解题报告 之 POJ2391 Ombrophobic Bovines

Description

FJ‘s cows really hate getting wet so much that the mere thought of getting caught in the rain makes them shake in their hooves. They have decided to put a rain siren on the farm to let them know when rain is approaching. They intend to create a rain evacuation
plan so that all the cows can get to shelter before the rain begins. Weather forecasting is not always correct, though. In order to minimize false alarms, they want to sound the siren as late as possible while still giving enough time for all the cows to get
to some shelter.

The farm has F (1 <= F <= 200) fields on which the cows graze. A set of P (1 <= P <= 1500) paths connects them. The paths are wide, so that any number of cows can traverse a path in either direction.

Some of the farm‘s fields have rain shelters under which the cows can shield themselves. These shelters are of limited size, so a single shelter might not be able to hold all the cows. Fields are small compared to the paths and require no time for cows to traverse.

Compute the minimum amount of time before rain starts that the siren must be sounded so that every cow can get to some shelter.

Input

* Line 1: Two space-separated integers: F and P

* Lines 2..F+1: Two space-separated integers that describe a field. The first integer (range: 0..1000) is the number of cows in that field. The second integer (range: 0..1000) is the number of cows the shelter in that field can hold. Line i+1 describes field
i.

* Lines F+2..F+P+1: Three space-separated integers that describe a path. The first and second integers (both range 1..F) tell the fields connected by the path. The third integer (range: 1..1,000,000,000) is how long any cow takes to traverse it.

Output

* Line 1: The minimum amount of time required for all cows to get under a shelter, presuming they plan their routes optimally. If it not possible for the all the cows to get under a shelter, output "-1".

Sample Input

3 4
7 2
0 4
2 6
1 2 40
3 2 70
2 3 90
1 3 120

Sample Output

110

题目大意：有n个棚，有m条路，每个棚紧挨着一些牛，每个棚有一定容量。每条路有一个长度，每条路可以同时跑无数条牛。问要让所有牛有棚住，牛中移动距离的最长路最小能有多小？

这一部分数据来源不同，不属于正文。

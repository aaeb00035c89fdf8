use eyre::Result;
use sqlx::{Pool, Postgres};
use tracing::info;

pub async fn initialize_database(pool: &Pool<Postgres>) -> Result<()> {
    info!("Initializing database schema...");

    // Create students table
    sqlx::query(
        r#"
        CREATE TABLE IF NOT EXISTS students (
            id VARCHAR(64) PRIMARY KEY,
            name VARCHAR(255) NOT NULL,
            password_hash VARCHAR(255) NOT NULL,
            status VARCHAR(16) NOT NULL DEFAULT 'Absent',
            created_at TIMESTAMP WITH TIME ZONE NOT NULL DEFAULT NOW()
        );
        "#,
    )
    .execute(pool)
    .await?;

    // Create classes table
    sqlx::query(
        r#"
        CREATE TABLE IF NOT EXISTS classes (
            code VARCHAR(64) PRIMARY KEY,
            subject VARCHAR(255) NOT NULL,
            room VARCHAR(64) NOT NULL,
            instructor VARCHAR(255) NOT NULL,
            meeting_time VARCHAR(64) NOT NULL,
            status VARCHAR(16) NOT NULL DEFAULT 'Upcoming',
            created_at TIMESTAMP WITH TIME ZONE NOT NULL DEFAULT NOW()
        );
        "#,
    )
    .execute(pool)
    .await?;

    // Create attendance history table. The composite key makes Present
    // marks idempotent per (student, class); class_code deliberately has no
    // foreign key so history survives deletion of the class.
    sqlx::query(
        r#"
        CREATE TABLE IF NOT EXISTS attendance (
            student_id VARCHAR(64) NOT NULL REFERENCES students(id),
            class_code VARCHAR(64) NOT NULL,
            marked_at TIMESTAMP WITH TIME ZONE NOT NULL DEFAULT NOW(),
            PRIMARY KEY (student_id, class_code)
        );
        "#,
    )
    .execute(pool)
    .await?;

    // Create indexes
    for index in [
        "CREATE INDEX IF NOT EXISTS idx_students_created_at ON students(created_at)",
        "CREATE INDEX IF NOT EXISTS idx_classes_created_at ON classes(created_at)",
        "CREATE INDEX IF NOT EXISTS idx_attendance_student_id ON attendance(student_id)",
        "CREATE INDEX IF NOT EXISTS idx_attendance_class_code ON attendance(class_code)",
    ] {
        sqlx::query(index).execute(pool).await?;
    }

    info!("Database schema initialized successfully.");
    Ok(())
}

分析：与前面的题类似，先跑Floyd，然后都是二分，然后跑最大流，直到满足为止。但是这个题建图有一个很困难的地方。就是拆点及拆点的作用。这里把每个棚拆成两个点，负载为INF，关键在于如果两个点u->v可达且路径长度<=mid，那么此时在u的入点连一条边到v的出点。为什么那么奇葩呢，因为转移的量只能转移一次，如果不拆点流量可能转移多次，那么总路径长度将会大于mid。好好体会一下！

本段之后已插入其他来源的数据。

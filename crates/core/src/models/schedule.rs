use serde::{Deserialize, Serialize};

use crate::models::class::ClassRecord;

/// The consumer-facing view of the schedule after an evaluation pass.
///
/// Published on the lifecycle engine's watch channel: subscribers receive the
/// latest snapshot immediately on subscribe and again after every change.
#[derive(Debug, Clone, Default, PartialEq, Serialize, Deserialize)]
pub struct ScheduleSnapshot {
    /// All classes in insertion order, statuses fresh as of the evaluation.
    pub classes: Vec<ClassRecord>,
    /// The class currently in progress, if any. With an overlapping
    /// schedule this is the earliest-starting active class.
    pub current: Option<ClassRecord>,
    /// The upcoming class with the earliest start time.
    pub next: Option<ClassRecord>,
    /// Codes of every simultaneously active class when the schedule
    /// overlaps. More than one entry is a schedule misconfiguration the
    /// administrator needs to fix.
    pub overlapping: Vec<String>,
    /// Failure message from the most recent roster reset attempt, cleared
    /// once a reset succeeds. Surfaced so the staff UI never trusts a
    /// "who is present" view silently built on a failed reset.
    pub reset_error: Option<String>,
}
use std::sync::Arc;

use axum::{
    Json,
    extract::{Path, State},
};

use rollcall_core::models::student::{
    AttendanceStatus, CreateStudentRequest, StudentRecord, UpdateStudentStatusRequest,
};

use crate::ApiState;
use crate::middleware::{auth, error_handling::AppError};

#[axum::debug_handler]
pub async fn list_students(
    State(state): State<Arc<ApiState>>,
) -> Result<Json<Vec<StudentRecord>>, AppError> {
    let roster = state.roster.roster().await?;
    Ok(Json(roster))
}

#[axum::debug_handler]
pub async fn get_student(
    State(state): State<Arc<ApiState>>,
    Path(id): Path<String>,
) -> Result<Json<StudentRecord>, AppError> {
    let student = state.roster.get(&id).await?;
    Ok(Json(student))
}

#[axum::debug_handler]
pub async fn create_student(
    State(state): State<Arc<ApiState>>,
    Json(payload): Json<CreateStudentRequest>,
) -> Result<Json<StudentRecord>, AppError> {
    // Hash before anything touches the store
    let password_hash = auth::hash_password(&payload.password)?;

    let student = state
        .roster
        .add_student(payload.id, payload.name, password_hash)
        .await?;

    Ok(Json(student))
}

/// Manual staff override of a student's status.
///
/// When marking Present without an explicit class code, the currently
/// active class (if any) is used, so the mark still lands in the
/// attendance history.
#[axum::debug_handler]
pub async fn update_student_status(
    State(state): State<Arc<ApiState>>,
    Path(id): Path<String>,
    Json(payload): Json<UpdateStudentStatusRequest>,
) -> Result<Json<StudentRecord>, AppError> {
    let class_code = match (&payload.status, &payload.class_code) {
        (AttendanceStatus::Present, None) => {
            let snapshot = state.engine.refresh().await?;
            snapshot.current.map(|class| class.code)
        }
        _ => payload.class_code.clone(),
    };

    let student = state
        .roster
        .set_status(&id, payload.status, class_code.as_deref())
        .await?;

    Ok(Json(student))
}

另外不知道为什么二分用 while(low<high){ if(...) low=mid+1;else high=mid} 输出low不行，而用ans记录法（见代码）就可以，求大神解答，叩谢！

上代码

<span style="font-size:18px;">#include<iostream>
#include<algorithm>
#include<cstring>
#include<cstdio>
#include<queue>
using namespace std;

const int MAXN = 510;
const int MAXM = 330110;
const int inf = 0x3f3f3f3f;
const long long INF = 1e16;

struct Edge
{
	int to, cap, next;
};

Edge edge[MAXM];
int level[MAXN];
int head[MAXN];
int cow[MAXN];
int hold[MAXN];
long long dist[MAXN][MAXN];
int src, des, cnt;

void addedge( int from, int to, int cap )
{
	edge[cnt].to = to;
	edge[cnt].cap = cap;
	edge[cnt].next = head[from];
	head[from] = cnt++;

	edge[cnt].to = from;
	edge[cnt].cap = 0;
	edge[cnt].next = head[to];
	head[to] = cnt++;
}

int bfs( )
{
	queue<int> q;
	while (!q.empty( ))
		q.pop( );
	memset( level, -1, sizeof level );
	level[src] = 0;
	q.push( src );

	while (!q.empty( ))
	{
		int u = q.front( );
		q.pop( );
		for (int i = head[u]; i != -1; i = edge[i].next)
		{
			int v = edge[i].to;

			if (edge[i].cap > 0 && level[v] == -1)
			{
				level[v] = level[u] + 1;
				q.push( v );
			}
		}
	}
	return level[des] != -1;
}

int dfs( int u, int f )
{
	if (u == des)	return f;
	int tem;
	for (int i = head[u]; i != -1; i = edge[i].next)
	{
		int v = edge[i].to;
		if (edge[i].cap > 0 && level[v] == level[u] + 1)
		{
			tem = dfs( v, min( f, edge[i].cap ) );
			if (tem > 0)
			{
				edge[i].cap -= tem;
				edge[i ^ 1].cap += tem;
				return tem;
			}
		}
	}
	level[u] = -1;
	return 0;
}

int Dinic( )
{
	int ans = 0, tem;

	while (bfs( ))
	{
		while (tem = dfs( src, INF ))
		{
			ans += tem;
		}
	}
	return ans;
}

int main( )
{
	int n, m;
	while (cin >> n >> m)
	{

		int cows = 0;
		memset( dist, -1, sizeof dist );
		src = 0, des = 501;
		for (int i = 1; i <= n; i++)
		{
			scanf( "%d%d", &cow[i], &hold[i] );
			cows += cow[i];
		}

		for (int i = 1; i <= n; i++)
		{
			for (int j = 1; j <= n; j++)
				dist[i][j] = INF;
		}

		for (int i = 1; i <= m; i++)
		{
			int a, b, dis;
			scanf( "%d%d%d", &a, &b, &dis );
			if (dis < dist[a][b])
				dist[a][b] = dist[b][a] = dis;
		}

		//Floyd
		for (int k = 1; k <= n; k++)
		for (int i = 1; i <= n; i++)
		for (int j = 1; j <= n; j++)
		if (dist[i][j] > dist[i][k] + dist[k][j])
		{
			dist[i][j] = dist[i][k] + dist[k][j];
		}

		long long low = -1, high = INF - 1;
		long long ans = -1;
		while (low <= high)
		{
			long long  mid = (low + high) / 2;
			memset( head, -1, sizeof head );
			cnt = 0;
			for (int i = 1; i <= n; i++)
			{
				addedge( src, i, cow[i] );
				addedge( i + 250, des, hold[i] );
				addedge( i, i + 250, hold[i] );
			}

			for (int i = 1; i <= n; i++)
			{
				for (int j = i + 1; j <= n; j++)
				{
					if (dist[i][j] <= mid)
					{
						addedge( i, j + 250, inf );
						addedge( j, i + 250, inf );
					}
				}
			}

			if (Dinic( ) ==cows)
			{
				ans = mid;
				high = mid-1;
			}
			else low = mid+1;
		}
		cout << ans << endl;
	}

	return 0;
}</span>

今天累了，，洗洗睡！